Hurdle training delivers mobility, coordination and aggressive rhythm of the body. As we are beginning to learn, the qualities of human performance are much more inter-related than what we previously thought.
Athletes need to be coordinated to be fast. They need to be coordinated to jump really high. If an athlete isn’t sufficiently coordinated, the nervous system may downregulate power due to a perceived threat level to the body.
I’ve seen many athletes, as in my own training in the glory days where hurdle work proved to be the best warmup they could possibly do. I’ve seen athletes add a foot to their long jump after being “warmed up” by a 110m high hurdle run.
The hurdles, and hurdle drills are heavy on multi-directional reflex loops in the body. Making an exercise reflex heavy not only improves explosive coordination, but also facilitates in recovery and reducing neural lag from prior workouts.
Remember, “warming up” is all about finding those training means that are the most stimulating to the nervous system, and for many athletes, it is the hurdles.
3. Speed is still the king
Yes, you may be a jumper, but to be your best, you must be the fastest you can possibly be. High jump, long jump or pole vault, adding 10lbs to your clean, or even 2” to your standing vertical jump at the expense of runway speed will take away from your result.
Use speed training methods, which are highly stimulating to a jumpers nervous system, to power global explosiveness in a jumper. Being globally explosive will spill over into your lifts, but you don’t need to be a weight room fiend to get strong enough to jump well.
The only exception to this may be high jump at the novice to intermediate level, where a slow power jumper can waddle their way over 5’6”, but when it comes down to it, you have to be fast to jump high (jumping far is just a given).
4. Create a competitive culture
The best athletes often come from the best envioronments, call them “training dens” if you will. I have the opportunity right now to be part of a “training den” of swimmers, and the culture is truly powerful and inspiring.
A team environment where athletes are constantly challenging, yet supporting their peers is one that both stimulates more power from the CNS, and drives recovery in the process due to motivational factors.
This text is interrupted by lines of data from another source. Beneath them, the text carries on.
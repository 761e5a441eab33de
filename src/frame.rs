//! PyTeapot text framing.
//!
//! Every value is wrapped by its tag letter and the frame ends with `\n`:
//!
//! ```text
//! quaternion  w<w>wa<x>ab<y>bc<z>c
//! euler       y<yaw>yp<pitch>pr<roll>r
//! ```
//!
//! The viewer takes the text between the first two occurrences of a tag, so
//! the tag letters must never appear inside a value. Four decimals are sent.

use core::fmt::Write;

use heapless::String;

use crate::error::Result;
use crate::orientation::{EulerAngles, Quaternion, Sample};

pub const FRAME_CAPACITY: usize = 96;

const QUAT_TAGS: [char; 4] = ['w', 'a', 'b', 'c'];
const EULER_TAGS: [char; 3] = ['y', 'p', 'r'];

pub type Frame = String<FRAME_CAPACITY>;

#[derive(Debug, Clone, Copy, PartialEq, Eq)]
#[cfg_attr(feature = "defmt", derive(defmt::Format))]
pub enum Layout {
    Quaternion,
    Euler,
}

impl Layout {
    fn tags(&self) -> &'static [char] {
        match self {
            Layout::Quaternion => &QUAT_TAGS,
            Layout::Euler => &EULER_TAGS,
        }
    }
}

impl Sample {
    pub fn layout(&self) -> Layout {
        match self {
            Sample::Quaternion(_) => Layout::Quaternion,
            Sample::Euler(_) => Layout::Euler,
        }
    }
}

/// Anything a frame can be pushed to: the UDP broadcaster, the serial console.
#[allow(async_fn_in_trait)]
pub trait FrameSink {
    async fn send(&mut self, frame: &[u8]) -> Result<()>;
}

/// Formats a sample, `None` if a value is not finite or too wide for the
/// frame buffer.
pub fn encode(sample: &Sample) -> Option<Frame> {
    let mut frame = Frame::new();
    let tags = sample.layout().tags();

    match sample {
        Sample::Quaternion(q) => write_fields(&mut frame, tags, &[q.w, q.x, q.y, q.z])?,
        Sample::Euler(e) => write_fields(&mut frame, tags, &[e.yaw, e.pitch, e.roll])?,
    }
    frame.push('\n').ok()?;

    Some(frame)
}

fn write_fields(frame: &mut Frame, tags: &[char], values: &[f32]) -> Option<()> {
    for (tag, value) in tags.iter().zip(values) {
        // "NaN" and "inf" would collide with the tag letters
        if !value.is_finite() {
            return None;
        }
        write!(frame, "{tag}{value:.4}{tag}").ok()?;
    }
    Some(())
}

/// Parses a frame the way the viewer does.
pub fn decode(line: &str, layout: Layout) -> Option<Sample> {
    let line = line.trim_end_matches(['\r', '\n']);

    let mut values = [0.0f32; 4];
    for (tag, value) in layout.tags().iter().zip(values.iter_mut()) {
        *value = line.split(*tag).nth(1)?.trim().parse().ok()?;
    }

    let [a, b, c, d] = values;
    match layout {
        Layout::Quaternion => Some(Sample::Quaternion(Quaternion::new(a, b, c, d))),
        Layout::Euler => Some(Sample::Euler(EulerAngles {
            yaw: a,
            pitch: b,
            roll: c,
        })),
    }
}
Parts of creating a great culture include leadership staples such as servant-leadership, respect, building stories and narratives (ex. follow the spearhead), putting power in the hands of athletes, humility, and more.
Without the right culture, a jumper will never hit his or her highest potential
5. Rest is the key
Coaches can get everything right, but if they miss out on this important factor of the training equation, then nothing else matters. Coaches must know how to rest their athletes, and the especially must know how to rest their jumpers. If there is a bit of a hierarchy with how much athletes tend to get traditionally rested through the course of a training season, as well as training mesocycles, I think the list would go something like the following:
Least rest
Distance runners
Throwers
Long Sprints/Mid Distance
Sprinters/Hurdlers
Jumpers
Most Rest
In reality, this is probably how it should all play out, but for some reason, it doesn’t always happen this way. Many times, when a coach in the top 3 categories, who doesn’t have a jump background picks up the jump events, the last thing on their mind is maintaining the spring of the jumpers by giving them enough rest.
Remember, rate of force development is the first thing to go when an athlete starts to get overtraining, and in the jumps, this slope is much slipperier than most think. As legendary Brazilian jumps coach Nelio Moura has pointed out, jumpers who jump great at the end of the year are good all season. This train of momentum, which is kept up by regularly resting and unloading is a key to the success of any jumper.
On top of this, remember that the forces in the jumps are higher than any other event. If you think that you can sustain peak forces of 5-10x bodyweight for weeks and weeks on end without your athlete’s nervous systems purposefully down-regulating power to protect themselves, then you will often find your jumpers in a sad place come championship time.